How about movies? For a typical home this system will impress and gain fans. I decided to challenge the 422 Harmony’s by playing my most sonically dynamic movie I own, The Right Stuff, with its concussive opening scene of the X-1 breaking the sound barrier, to the Mercury rockets, the room filled with the sonic thunder of NASA’s solid boosters. I hadn’t heard the movie like that since I originally saw it in the theaters.
I should qualify this part by saying that I wasn’t able to borrow any SACD discs. So, the music came from standard redbook cd’s and my iPod. Since most people who would buy this system would be using standard disc I feel this to be a fair situation. The first difference I had to get used to was the non-reflective sound coming from behind. It takes a bit of getting used to, as I believe my brain had been trained to expect ever so slight delay from years of two-channel listening.
I enjoyed the 422 Harmony group most in casual listening while playing with the dog, or perusing the various audio publications. The Aperion’s present a very comfortable sonic signature, there’s no strain or edginess. I wouldn’t call it soft, but more like comfortable and smooth. I believe there is something to be said being able to relax and enjoy life with music as a decoration.

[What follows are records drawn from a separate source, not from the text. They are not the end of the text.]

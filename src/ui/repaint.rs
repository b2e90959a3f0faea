use crossterm::{
    cursor::{MoveToColumn, MoveUp},
    queue,
    style::{Color, Print, ResetColor, SetForegroundColor},
    terminal::{Clear, ClearType},
};
use std::io::{self, Write};

use super::text_metrics::{sanitize_for_display, truncate_to_display_width};

/// Columns taken by a numbered or continuation gutter.
pub const GUTTER_WIDTH: usize = 6;

#[derive(Debug, Clone, Copy, PartialEq, Eq)]
pub enum Gutter {
    None,
    Number(usize),
    /// A wrapped piece of the logical line above it.
    Continuation,
}

#[derive(Debug, Clone, PartialEq, Eq)]
pub struct RenderLine {
    pub gutter: Gutter,
    pub text: String,
    pub color: Option<Color>,
}

impl RenderLine {
    pub fn plain(text: impl Into<String>) -> Self {
        Self {
            gutter: Gutter::None,
            text: text.into(),
            color: None,
        }
    }

    pub fn numbered(number: usize, text: impl Into<String>) -> Self {
        Self {
            gutter: Gutter::Number(number),
            text: text.into(),
            color: None,
        }
    }

    pub fn continuation(text: impl Into<String>) -> Self {
        Self {
            gutter: Gutter::Continuation,
            text: text.into(),
            color: None,
        }
    }

    pub fn with_color(mut self, color: Color) -> Self {
        self.color = Some(color);
        self
    }

    fn gutter_text(&self) -> String {
        match self.gutter {
            Gutter::None => String::new(),
            Gutter::Number(n) => format!("{n:>4}  "),
            Gutter::Continuation => format!("{:>4}  ", "."),
        }
    }
}

/// The block most recently printed by a [`TerminalRepainter`].
#[derive(Debug, Clone, Default, PartialEq, Eq)]
pub struct RenderedWindow {
    pub lines: Vec<String>,
    pub count: usize,
}

/// Redraws a block of lines in place below the cursor.
///
/// Every line is cut to fit the terminal width so one entry occupies exactly
/// one physical row; that keeps `window.count` equal to the rows on screen.
#[derive(Debug)]
pub struct TerminalRepainter {
    width: usize,
    window: RenderedWindow,
}

impl TerminalRepainter {
    pub fn new() -> Self {
        Self::with_width(crate::terminal::terminal_width())
    }

    pub fn with_width(width: usize) -> Self {
        Self {
            width: width.max(1),
            window: RenderedWindow::default(),
        }
    }

    pub fn width(&self) -> usize {
        self.width
    }

    pub fn window(&self) -> &RenderedWindow {
        &self.window
    }

    /// Erase the previous window and print `lines`. Returns the number of rows
    /// that were erased.
    pub fn redraw<W: Write>(&mut self, out: &mut W, lines: &[RenderLine]) -> io::Result<usize> {
        let erased = self.erase_queued(out)?;

        // Leave the last column free so terminals with eager autowrap
        // do not push the cursor onto an extra row.
        let usable = self.width.saturating_sub(1).max(1);
        let mut printed = Vec::with_capacity(lines.len());
        for line in lines {
            let gutter = line.gutter_text();
            let budget = usable.saturating_sub(gutter.len());
            let text = truncate_to_display_width(&sanitize_for_display(&line.text), budget);
            let rendered = format!("{gutter}{text}");

            match line.color {
                Some(color) => queue!(
                    out,
                    SetForegroundColor(color),
                    Print(&rendered),
                    ResetColor,
                    Print("\r\n")
                )?,
                None => queue!(out, Print(&rendered), Print("\r\n"))?,
            }
            printed.push(rendered);
        }
        out.flush()?;

        self.window = RenderedWindow {
            count: printed.len(),
            lines: printed,
        };
        Ok(erased)
    }

    /// Erase the current window without printing anything in its place.
    pub fn clear<W: Write>(&mut self, out: &mut W) -> io::Result<usize> {
        let erased = self.erase_queued(out)?;
        out.flush()?;
        self.window = RenderedWindow::default();
        Ok(erased)
    }

    /// Keep what is on screen and start the next draw below it.
    pub fn commit(&mut self) {
        self.window = RenderedWindow::default();
    }

    fn erase_queued<W: Write>(&self, out: &mut W) -> io::Result<usize> {
        let count = self.window.count;
        if count > 0 {
            let rows = u16::try_from(count).unwrap_or(u16::MAX);
            queue!(out, MoveUp(rows))?;
        }
        queue!(out, MoveToColumn(0), Clear(ClearType::FromCursorDown))?;
        Ok(count)
    }
}

impl Default for TerminalRepainter {
    fn default() -> Self {
        Self::new()
    }
}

Many Sunday mornings I. like much of the western world enjoy reading the paper with a cup of coffee. Many times my wife will be baking. During these times we enjoy listening to James Taylor or Enya. It goes back to the pleasant, relaxing nature of those moments that the 422 Harmony’s blended right in, lending another element into simple calm of the morning.
I also hooked up a single pair of 422 LR’s and the sub to my secondary system, consisting of a Harman Kardon 680i receiver and my iPod. As a 2.1 rig, this made for a nice combination. Impressed by this little experiment, I added the second pair of 422 LR’s to the mix. The result is one that virtually any college student would be please, whether it be based around an iPod or their computer.

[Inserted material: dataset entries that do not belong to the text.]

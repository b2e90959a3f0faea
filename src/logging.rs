use std::fs::OpenOptions;
use std::path::{Path, PathBuf};
use std::sync::Mutex;
use tracing_subscriber::filter::LevelFilter;
use tracing_subscriber::{fmt, prelude::*, EnvFilter};

const LOG_FILTER_ENV: &str = "VEXRUN_LOG";
const LOG_PATH_ENV: &str = "VEXRUN_LOG_PATH";
const DEFAULT_FILTER: &str = "info";
const SESSION_LOG_NAME: &str = "session.txt";

/// Install the process-wide tracing subscriber.
///
/// Diagnostics go to a file so they never interleave with the live command
/// view. If the file cannot be opened, logging is switched off entirely.
pub fn init(log_dir: &Path) {
    let path = resolve_log_path(log_dir);
    if let Some(parent) = path.parent() {
        let _ = std::fs::create_dir_all(parent);
    }

    match OpenOptions::new().create(true).append(true).open(&path) {
        Ok(file) => {
            let _ = tracing_subscriber::registry()
                .with(
                    fmt::layer()
                        .with_target(true)
                        .with_ansi(false)
                        .with_writer(Mutex::new(file)),
                )
                .with(resolve_filter())
                .try_init();
        }
        Err(_) => {
            let _ = tracing_subscriber::registry()
                .with(LevelFilter::OFF)
                .try_init();
        }
    }
}

fn resolve_filter() -> EnvFilter {
    EnvFilter::try_from_env(LOG_FILTER_ENV).unwrap_or_else(|_| EnvFilter::new(DEFAULT_FILTER))
}

fn resolve_log_path(log_dir: &Path) -> PathBuf {
    std::env::var(LOG_PATH_ENV)
        .ok()
        .map(|v| v.trim().to_string())
        .filter(|v| !v.is_empty())
        .map(PathBuf::from)
        .unwrap_or_else(|| log_dir.join(SESSION_LOG_NAME))
}

#[cfg(test)]
mod tests {
    use super::*;
    use crate::test_support::{ScopedEnv, ENV_LOCK};

    #[test]
    fn test_resolve_log_path_prefers_env() {
        let _env_lock = ENV_LOCK.blocking_lock();
        let _path = ScopedEnv::set(LOG_PATH_ENV, "/tmp/vexrun-custom.log");
        assert_eq!(
            resolve_log_path(Path::new("/unused")),
            PathBuf::from("/tmp/vexrun-custom.log")
        );
    }

    #[test]
    fn test_resolve_log_path_defaults_into_log_dir() {
        let _env_lock = ENV_LOCK.blocking_lock();
        let _path = ScopedEnv::set(LOG_PATH_ENV, "   ");
        assert_eq!(
            resolve_log_path(Path::new("/var/tmp/logs")),
            PathBuf::from("/var/tmp/logs/session.txt")
        );
    }
}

The Aperion Audio Intimus 422 Harmony is an introductory 5.1 surround system, although it does many things well, it shouldn’t be construed as the equal to a $4,000 setup. Imaging is pleasant, though not as defined as a true audio monitor. The solo piano work of George Winston in Forest Details lacked a bit of the “wow” factor as the intensity of the key strikes just can’t be duplicated with the authority of Aperion’s fine 632 monitors. I can promise that if you’re looking more something more, Mike and or Caleb at Aperion’s headquarters would be more than happy to assist the buyer in a more powerful Aperion setup.
A second caveat is for those hungry for a more intense bass experience, one can upgrade to either the S10 subwoofer, or their S8-APR with two passive subwoofers that I reviewed in the October 2006 issue.

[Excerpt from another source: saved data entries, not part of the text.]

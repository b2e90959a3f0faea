use std::ffi::OsString;
use tokio::sync::Mutex as AsyncMutex;

/// Serializes tests that touch `VEXRUN_*` environment variables.
/// Sync tests take it with `.blocking_lock()`, async ones with `.lock().await`.
pub static ENV_LOCK: AsyncMutex<()> = AsyncMutex::const_new(());

/// Sets one variable for the lifetime of the guard, then puts the previous
/// value back. Hold `ENV_LOCK` while it is alive.
pub struct ScopedEnv {
    name: &'static str,
    previous: Option<OsString>,
}

impl ScopedEnv {
    pub fn set(name: &'static str, value: &str) -> Self {
        let previous = std::env::var_os(name);
        std::env::set_var(name, value);
        Self { name, previous }
    }
}

impl Drop for ScopedEnv {
    fn drop(&mut self) {
        match self.previous.take() {
            Some(value) => std::env::set_var(self.name, value),
            None => std::env::remove_var(self.name),
        }
    }
}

Final Thoughts about Intimus 422 Harmony
It’s good to step out of one’s comfort zone from time-to-time. I was a bit concerned about writing this review, as I would be venturing into new territory. In the end, I’m glad I did for it made me more aware of the role of good audio in video programs. I’ve had the opportunity to assist families at the school where I teach, setting up more expensive Acoustimass 10 surround sound system by Bose. I can without a doubt testify that the Aperion Intimus 422 Harmony 5.1 out performs the Bose by leaps and bounds. The satellites and center have richness, detail and tonal qualities that the Bose just can’t match, pure and simple. If your budget is limited to under $1000 dollars, one would be foolish not to take advantage of Aperion’s thirty day guarantee and try the 422 Harmony in one’s own home. I seriously doubt you’ll be repacking the boxes.